The biggest name to quit the Left and sign up with the Bush war project received a warm welcome in Beverly Hills last weekend, when Christopher Hitchens told David Horowitz's Wednesday Morning Club, "If you live long enough, you will find David Horowitz."
Hitchens stopped writing his column for The Nation in October after more than 20 years of fiercely principled and often brilliant writing about the crimes of the powerful. Horowitz, his host, is a former '60s radical who changed sides long ago and has raised big-time money from right-wing foundations to fight the Left in America.
They met at the Beverly Hills Hotel, the legendary pink palace on Sunset Boulevard where the bungalows—swathed in bougainvillea and shaded by banana trees—start at $700 per night. In a private dining room, each place setting featured a glossy brochure with photos of Rush Limbaugh and Paul Wolfowitz, previous speakers at Horowitz gatherings. Nobody in the room seemed to think $60 for salad and stuffed chicken was steep (along with $10 for parking). Sadly, none of the big names of the Hollywood Right showed up—Charleton Heston has come to past events, and Robert Duvall is on the board. This crowd of 100 consisted of the lower levels of the film biz, mostly elderly and very prosperous white people; scanning the crowd, you saw a lot of white hair and blue blazers.

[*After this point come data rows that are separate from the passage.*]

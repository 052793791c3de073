//! # Embosser Wire Commands
//!
//! Data bytes on the link are cell masks in `0x00..=0x3F`. Command bytes set
//! bit 7 so they can never be mistaken for a cell.
//!
//! | Byte | Meaning |
//! |------|---------|
//! | `0x00..=0x3F` | One cell, bit `n-1` per raised dot `n` |
//! | `0x81` | Commit: emboss everything received |
//! | `0x82` | Status request: device answers with 3 status bytes |

/// Bit set on every command byte.
pub const COMMAND_FLAG: u8 = 0x80;

/// Commit opcode.
pub const COMMIT: u8 = COMMAND_FLAG | 0x01;

/// Status request opcode.
pub const STATUS_REQUEST: u8 = COMMAND_FLAG | 0x02;

/// Length of a status reply: battery, paper, error code.
pub const STATUS_REPLY_LEN: usize = 3;

/// # Commit and Emboss (0x81)
///
/// Sent once after the last data chunk of a job. The device embosses the
/// buffered cells and clears its buffer.
///
/// ```
/// use braillink::transfer::wire;
///
/// assert_eq!(wire::commit(), vec![0x81]);
/// ```
#[inline]
pub fn commit() -> Vec<u8> {
    vec![COMMIT]
}

/// # Request Status (0x82)
///
/// The device replies with `[battery, paper, error]`.
#[inline]
pub fn status_request() -> Vec<u8> {
    vec![STATUS_REQUEST]
}

/// Whether a byte is a command rather than a cell.
#[inline]
pub fn is_command(byte: u8) -> bool {
    byte & COMMAND_FLAG != 0
}
//! # Link-Sized Chunking
//!
//! Splits a cell sequence into byte chunks no larger than the link's maximum
//! payload per write. Pure data transformation: no knowledge of connections.
//!
//! ```text
//! cells:  [c0 c1 c2 ... c44]          45 cells, max_chunk_size = 20
//! chunks: [b0..b19] [b20..b39] [b40..b44]
//! ```

use crate::braille::{DotCell, Dots};
use crate::error::{BraillinkError, Result};

/// Reference payload size of one link write (BLE default ATT payload).
pub const DEFAULT_MAX_CHUNK_SIZE: usize = 20;

/// One link write worth of cell bytes.
pub type Chunk = Vec<u8>;

/// Split cells into chunks of at most `max_chunk_size` bytes.
///
/// Returns `ceil(n / max_chunk_size)` chunks; only the last may be shorter.
/// An empty input yields no chunks.
///
/// ```
/// use braillink::braille::encode;
/// use braillink::transfer::chunk;
///
/// let cells = encode("hello world").cells;
/// let chunks = chunk(&cells, 4).unwrap();
/// assert_eq!(chunks.len(), 3);
/// assert_eq!(chunks[2].len(), 3);
/// ```
pub fn chunk(cells: &[DotCell], max_chunk_size: usize) -> Result<Vec<Chunk>> {
    if max_chunk_size == 0 {
        return Err(BraillinkError::InvalidInput(
            "max_chunk_size must be at least 1".to_string(),
        ));
    }
    Ok(cells
        .chunks(max_chunk_size)
        .map(|slice| slice.iter().map(DotCell::to_byte).collect())
        .collect())
}

/// Serialize cells to wire bytes without chunking.
pub fn pack_cells(cells: &[DotCell]) -> Vec<u8> {
    cells.iter().map(DotCell::to_byte).collect()
}

/// Parse wire bytes back to dot patterns.
///
/// Bytes with bit 6 or 7 set are commands, not cells, and are rejected.
pub fn unpack_bytes(bytes: &[u8]) -> Result<Vec<Dots>> {
    bytes
        .iter()
        .enumerate()
        .map(|(i, &b)| {
            Dots::from_byte(b).ok_or_else(|| {
                BraillinkError::InvalidInput(format!(
                    "byte 0x{:02X} at offset {} is not a cell",
                    b, i
                ))
            })
        })
        .collect()
}

// ============================================================================
// TESTS
// ============================================================================

#[cfg(test)]
mod tests {
    use super::*;
    use crate::braille::{decode_dots, encode};

    fn cells(n: usize) -> Vec<DotCell> {
        let text: String = "abcdefghijklmnopqrstuvwxyz".chars().cycle().take(n).collect();
        encode(&text).cells
    }

    #[test]
    fn test_chunk_counts() {
        for n in [0usize, 1, 19, 20, 21, 40, 41, 99] {
            for k in [1usize, 3, 20] {
                let input = cells(n);
                let chunks = chunk(&input, k).unwrap();
                assert_eq!(chunks.len(), n.div_ceil(k), "n={} k={}", n, k);
                let (last, rest) = match chunks.split_last() {
                    Some(split) => split,
                    None => continue,
                };
                assert!(rest.iter().all(|c| c.len() == k));
                assert!(!last.is_empty() && last.len() <= k);
            }
        }
    }

    #[test]
    fn test_concatenation_reconstructs_sequence() {
        let input = cells(45);
        let chunks = chunk(&input, DEFAULT_MAX_CHUNK_SIZE).unwrap();
        let joined: Vec<u8> = chunks.concat();
        assert_eq!(joined.len(), input.len());
        assert_eq!(joined, pack_cells(&input));
    }

    #[test]
    fn test_zero_chunk_size_rejected() {
        assert!(chunk(&cells(3), 0).is_err());
    }

    #[test]
    fn test_unpack_round_trip() {
        let result = encode("Round 2");
        let bytes = pack_cells(&result.cells);
        let dots = unpack_bytes(&bytes).unwrap();
        assert_eq!(decode_dots(dots), "Round 2");
    }

    #[test]
    fn test_unpack_rejects_command_bytes() {
        assert!(unpack_bytes(&[0x01, 0x81]).is_err());
        assert!(unpack_bytes(&[0x40]).is_err());
    }
}
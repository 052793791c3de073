//! # Simulated Backend
//!
//! An in-process radio and embosser. Used for demo mode (`--simulate`), for
//! fallback reference devices, and by the test suites.
//!
//! Faults are injected through [`Faults`]; every successful write is kept in
//! a log so tests can assert on the exact bytes sent.
//!
//! ```
//! use braillink::device::simulated::{SimulatedDevice, SimulatedRadio};
//!
//! let radio = SimulatedRadio::new()
//!     .with_device(SimulatedDevice::new("AA:BB:CC:DD:EE:FF", "Bench Embosser", -52));
//! radio.set_faults(|f| f.fail_write_at = Some(3));
//! assert_eq!(radio.write_count(), 0);
//! ```

use std::collections::HashSet;
use std::io;
use std::sync::{Arc, Mutex};
use std::time::Duration;

use async_trait::async_trait;
use log::debug;
use tokio::sync::mpsc;

use super::backend::{Advertisement, Link, LinkInfo, Radio};
use super::fallback::ReferenceDevice;
use crate::error::{BraillinkError, Result};
use crate::lock;

/// A device the simulated radio can see.
#[derive(Debug, Clone, PartialEq, Eq)]
pub struct SimulatedDevice {
    pub advertisement: Advertisement,
    pub info: LinkInfo,
    /// Reply to status requests: battery, paper, error
    pub status: [u8; 3],
}

impl SimulatedDevice {
    /// Unpaired device with full battery and paper loaded.
    pub fn new(id: &str, name: &str, rssi: i16) -> Self {
        Self {
            advertisement: Advertisement {
                id: id.to_string(),
                name: Some(name.to_string()),
                rssi,
                paired: false,
            },
            info: LinkInfo {
                firmware_version: Some("sim-1.0".to_string()),
                battery_level: Some(100),
            },
            status: [100, 1, 0],
        }
    }

    pub fn paired(mut self) -> Self {
        self.advertisement.paired = true;
        self
    }

    pub fn unnamed(mut self) -> Self {
        self.advertisement.name = None;
        self
    }

    pub fn with_status(mut self, status: [u8; 3]) -> Self {
        self.status = status;
        self
    }

    pub fn with_info(mut self, info: LinkInfo) -> Self {
        self.info = info;
        self
    }
}

impl From<ReferenceDevice> for SimulatedDevice {
    fn from(profile: ReferenceDevice) -> Self {
        Self {
            advertisement: profile.advertisement(),
            info: profile.link_info(),
            status: [profile.battery_level, 1, 0],
        }
    }
}

/// Injectable failures and delays.
#[derive(Debug, Clone, Default)]
pub struct Faults {
    pub deny_permission: bool,
    pub radio_off: bool,
    pub fail_pairing: bool,
    pub fail_connect: bool,
    /// Teardown reports an error (the link still goes down)
    pub fail_close: bool,
    pub fail_status_read: bool,
    /// 1-based index of the link write that fails
    pub fail_write_at: Option<usize>,
    pub scan_delay: Duration,
    pub pairing_delay: Duration,
    pub connect_delay: Duration,
    pub write_delay: Duration,
}

#[derive(Debug, Default)]
struct SimState {
    devices: Vec<SimulatedDevice>,
    paired: HashSet<String>,
    faults: Faults,
    writes: Vec<Vec<u8>>,
    write_count: usize,
    close_count: usize,
    connected: Option<String>,
}

impl SimState {
    fn device(&self, id: &str) -> Result<&SimulatedDevice> {
        self.devices
            .iter()
            .find(|d| d.advertisement.id == id)
            .ok_or_else(|| BraillinkError::DeviceNotFound(id.to_string()))
    }

    fn advertisement(&self, device: &SimulatedDevice) -> Advertisement {
        let mut adv = device.advertisement.clone();
        adv.paired = self.paired.contains(&adv.id);
        adv
    }
}

/// In-process radio. Clones share state with each other and with every
/// link they open.
#[derive(Debug, Clone, Default)]
pub struct SimulatedRadio {
    state: Arc<Mutex<SimState>>,
}

impl SimulatedRadio {
    pub fn new() -> Self {
        Self::default()
    }

    /// Radio that sees every reference device profile.
    pub fn reference() -> Self {
        ReferenceDevice::ALL
            .into_iter()
            .fold(Self::new(), |radio, profile| radio.with_device(profile.into()))
    }

    pub fn with_device(self, device: SimulatedDevice) -> Self {
        {
            let mut state = lock(&self.state);
            if device.advertisement.paired {
                state.paired.insert(device.advertisement.id.clone());
            }
            state.devices.push(device);
        }
        self
    }

    pub fn set_faults(&self, update: impl FnOnce(&mut Faults)) {
        update(&mut lock(&self.state).faults);
    }

    /// Change the status triple a device reports.
    pub fn set_status(&self, id: &str, status: [u8; 3]) {
        let mut state = lock(&self.state);
        if let Some(device) = state.devices.iter_mut().find(|d| d.advertisement.id == id) {
            device.status = status;
        }
    }

    /// Drop the active link as if the device went out of range.
    pub fn drop_link(&self) {
        lock(&self.state).connected = None;
    }

    /// Every successful write, in order.
    pub fn writes(&self) -> Vec<Vec<u8>> {
        lock(&self.state).writes.clone()
    }

    pub fn written_bytes(&self) -> Vec<u8> {
        lock(&self.state).writes.concat()
    }

    /// Attempted writes, including failed ones.
    pub fn write_count(&self) -> usize {
        lock(&self.state).write_count
    }

    pub fn close_count(&self) -> usize {
        lock(&self.state).close_count
    }

    pub fn is_device_paired(&self, id: &str) -> bool {
        lock(&self.state).paired.contains(id)
    }

    fn faults(&self) -> Faults {
        lock(&self.state).faults.clone()
    }
}

#[async_trait]
impl Radio for SimulatedRadio {
    async fn check_permissions(&self) -> Result<()> {
        let faults = self.faults();
        if faults.deny_permission {
            return Err(BraillinkError::PermissionDenied(
                "Bluetooth scan permission not granted".to_string(),
            ));
        }
        if faults.radio_off {
            return Err(BraillinkError::RadioUnavailable(
                "Bluetooth is powered off".to_string(),
            ));
        }
        Ok(())
    }

    async fn is_enabled(&self) -> bool {
        !self.faults().radio_off
    }

    async fn enable(&self) -> Result<()> {
        let mut state = lock(&self.state);
        if state.faults.deny_permission {
            return Err(BraillinkError::PermissionDenied(
                "not allowed to power on Bluetooth".to_string(),
            ));
        }
        state.faults.radio_off = false;
        Ok(())
    }

    async fn scan(
        &self,
        timeout: Duration,
        found: mpsc::UnboundedSender<Advertisement>,
    ) -> Result<()> {
        let delay = self.faults().scan_delay;
        if !delay.is_zero() {
            tokio::time::sleep(delay.min(timeout)).await;
        }
        let advertisements: Vec<Advertisement> = {
            let state = lock(&self.state);
            state.devices.iter().map(|d| state.advertisement(d)).collect()
        };
        for adv in advertisements {
            debug!("sim: advertising {}", adv.id);
            if found.send(adv).is_err() {
                return Ok(());
            }
        }
        tokio::time::sleep(timeout.saturating_sub(delay)).await;
        Ok(())
    }

    async fn bonded_devices(&self) -> Result<Vec<Advertisement>> {
        let state = lock(&self.state);
        Ok(state
            .devices
            .iter()
            .filter(|d| state.paired.contains(&d.advertisement.id))
            .map(|d| state.advertisement(d))
            .collect())
    }

    async fn is_paired(&self, id: &str) -> Result<bool> {
        let state = lock(&self.state);
        state.device(id)?;
        Ok(state.paired.contains(id))
    }

    async fn pair(&self, id: &str) -> Result<()> {
        let faults = self.faults();
        tokio::time::sleep(faults.pairing_delay).await;
        let mut state = lock(&self.state);
        state.device(id)?;
        if faults.fail_pairing {
            return Err(BraillinkError::PairingFailed(format!(
                "{} rejected the pairing request",
                id
            )));
        }
        state.paired.insert(id.to_string());
        Ok(())
    }

    async fn connect(&self, id: &str) -> Result<Box<dyn Link>> {
        let faults = self.faults();
        tokio::time::sleep(faults.connect_delay).await;
        let mut state = lock(&self.state);
        state.device(id)?;
        if !state.paired.contains(id) {
            return Err(BraillinkError::PairingRequired(id.to_string()));
        }
        if faults.fail_connect {
            return Err(BraillinkError::Io(io::Error::new(
                io::ErrorKind::ConnectionRefused,
                format!("{} refused the connection", id),
            )));
        }
        state.connected = Some(id.to_string());
        Ok(Box::new(SimulatedLink {
            state: Arc::clone(&self.state),
            id: id.to_string(),
        }))
    }
}

/// Link opened by [`SimulatedRadio::connect`].
#[derive(Debug)]
pub struct SimulatedLink {
    state: Arc<Mutex<SimState>>,
    id: String,
}

impl SimulatedLink {
    fn up(state: &SimState, id: &str) -> bool {
        state.connected.as_deref() == Some(id)
    }
}

#[async_trait]
impl Link for SimulatedLink {
    async fn write(&self, data: &[u8]) -> Result<()> {
        let delay = lock(&self.state).faults.write_delay;
        tokio::time::sleep(delay).await;

        let mut state = lock(&self.state);
        if !Self::up(&state, &self.id) {
            return Err(BraillinkError::Transfer("link is down".to_string()));
        }
        state.write_count += 1;
        if state.faults.fail_write_at == Some(state.write_count) {
            return Err(BraillinkError::Transfer(format!(
                "simulated failure on write {}",
                state.write_count
            )));
        }
        state.writes.push(data.to_vec());
        Ok(())
    }

    async fn read_status(&self) -> Result<[u8; 3]> {
        let state = lock(&self.state);
        if !Self::up(&state, &self.id) {
            return Err(BraillinkError::Transfer("link is down".to_string()));
        }
        if state.faults.fail_status_read {
            return Err(BraillinkError::Transfer("no status reply".to_string()));
        }
        Ok(state.device(&self.id)?.status)
    }

    async fn info(&self) -> Result<LinkInfo> {
        Ok(lock(&self.state).device(&self.id)?.info.clone())
    }

    async fn is_connected(&self) -> bool {
        Self::up(&lock(&self.state), &self.id)
    }

    async fn close(&self) -> Result<()> {
        let mut state = lock(&self.state);
        state.close_count += 1;
        if Self::up(&state, &self.id) {
            state.connected = None;
        }
        if state.faults.fail_close {
            return Err(BraillinkError::Io(io::Error::other("simulated teardown failure")));
        }
        Ok(())
    }
}

// ============================================================================
// TESTS
// ============================================================================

Horowitz opened the proceedings with his standard line: the most important struggle today is not against Saddam Hussein, not against the Islamic terrorists who flew planes into the World Trade Center, but rather against the American Left and the peace movement, "a movement that defines this country itself as the enemy." Hitchens was "a hero of this war at home" because of his break with the Left.
Hitchens' talk was meandering and fairly lazy. Mostly, he argued that Saddam Hussein is bad, and therefore war is good. Of course nobody disagrees that Hussein is bad. It's Hitchens' "therefore" that poses the problem. The peace movement argues that the likely costs of war are immensely greater than any possible benefits; war will increase rather than decrease risk to the U.S. The inspectors have shown there are no nuclear weapons or facilities in Iraq. The idea that Iraq is a threat to the U.S. is ridiculous. Therefore, alternatives to war—continuation of inspections and of the no-fly zones—are better than war.
But Hitchens didn't engage those arguments. He declared instead he was against "gloom and apprehension" about the possible consequences of war and said he was "proud to be alive at this moment" when war was about to begin.
The questions were more revealing than the talk. This audience of Bush supporters still believes the Left dominates the American media. One asked, "All the news is about the anti-war demonstrations. Why aren't we in the media?" This received much nodding and murmurs of assent. (Just a few hours earlier, I had seen on CNN a long segment on a small group of pro-war demonstrators waving signs that said "USA #1" and "Let's Roll," followed by a feature on a factory making thousands of T-shirts that read "Proud to be an American.")
The next question was from a well-coifed woman. "Why is Michael Moore so popular?" she asked. "His book is No. 1, and his film was nominated for an Oscar. Why doesn't our side have a Michael Moore?" Disturbed cries of "yes!" came from the next table.
Another audience member complained, "The networks are now boycotting footage of the towers falling on Sept. 11 because they don't want us to remember."
In his responses, Hitchens mostly ignored the questions and went for the laughs. The biggest came when he ridiculed Berkeley, where he has been teaching, as "the world capital of absurd-istan." Hitchens decided to milk the laughs: "I tell them about Saddam's torture and fascism and genocide against the Kurds—they don't care. So then I tell them that in 1991, Saddam set fire to the Kuwaiti oil fields and filled the Gulf with burning oil. I tell them we need to get Saddam to protect the sea otters and birds in the Gulf—now I've got them on the run!" The audience went wild, and Hitchens didn't try to conceal a self-satisfied grin.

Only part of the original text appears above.